Texas is choosing the side in this heated moral debate that forces choice onto people. A pro-choice government still allows people to choose not to get abortions if they are pro-life, but adopting pro-life policies is coercive to pro-choice people seeking to terminate a pregnancy.

The willingness of Texas Republicans to ban abortions after the detection of a heartbeat in open defiance of the precedent of Roe v. Wade is cause for concern.

After the Casey ruling, the United States had reached a sort of working compromise. Abortions would be legal up to at least 20 weeks or around viability, and states could institute some restrictions as long as they abided by the undue burden standard of Casey. The Texas abortion ban clearly violates this ruling, and the bravado with which Texas lawmakers embarked on this project is distressing.

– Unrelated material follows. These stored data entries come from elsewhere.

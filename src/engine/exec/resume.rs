use serde::{Deserialize, Serialize};

use crate::engine::types::Schema;
use crate::shared::config::{TaskReport, TaskSource};

/// Everything needed to re-enter a run at the partition stage.
///
/// A partition is pending until both its input and output report exist.
#[derive(Debug, Clone, PartialEq, Serialize, Deserialize)]
pub struct ResumeState {
    pub input_task: TaskSource,
    pub input_schema: Schema,
    #[serde(default)]
    pub filter_tasks: Vec<TaskSource>,
    #[serde(default)]
    pub filter_schemas: Vec<Schema>,
    pub output_task: TaskSource,
    pub executor_schema: Schema,
    pub task_count: usize,
    pub input_reports: Vec<Option<TaskReport>>,
    pub output_reports: Vec<Option<TaskReport>>,
}

impl ResumeState {
    pub fn pending_partitions(&self) -> Vec<usize> {
        (0..self.task_count)
            .filter(|&i| !self.is_committed(i))
            .collect()
    }

    pub fn is_committed(&self, partition: usize) -> bool {
        matches!(
            (
                self.input_reports.get(partition),
                self.output_reports.get(partition)
            ),
            (Some(Some(_)), Some(Some(_)))
        )
    }

    pub fn is_complete(&self) -> bool {
        self.pending_partitions().is_empty()
    }

    pub fn to_json_string(&self) -> Result<String, serde_json::Error> {
        serde_json::to_string_pretty(self)
    }

    pub fn from_json_str(raw: &str) -> Result<Self, serde_json::Error> {
        serde_json::from_str(raw)
    }
}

The third cause for concern is more technical—the mechanism Texas used to ban abortions. Texas does not punish those performing abortions with jail time. However, SB 8 allows anyone to sue anyone else who helps or intends to help someone get an abortion, or anyone who performs an abortion in the state. Technically, it doesn’t criminalize abortions, but functionally it does.

This lawsuit workaround is unique, and courts are struggling to deal with it. While it was blocked by a district court judge in Texas, it was later reinstated by a different judge. The Biden administration is attempting to get the law thrown out, but it’s unclear if, in the event of a Supreme court ruling, SB 8 will be done away with.

This law is clearly reprehensible, and we should all be highly concerned about the willingness of Texas Republicans to gut established and essential rights in open defiance of the Supreme Court. Furthermore, we should worry about the possibility that their expanded standing loophole could be used to further erode the right to choose  across the nation.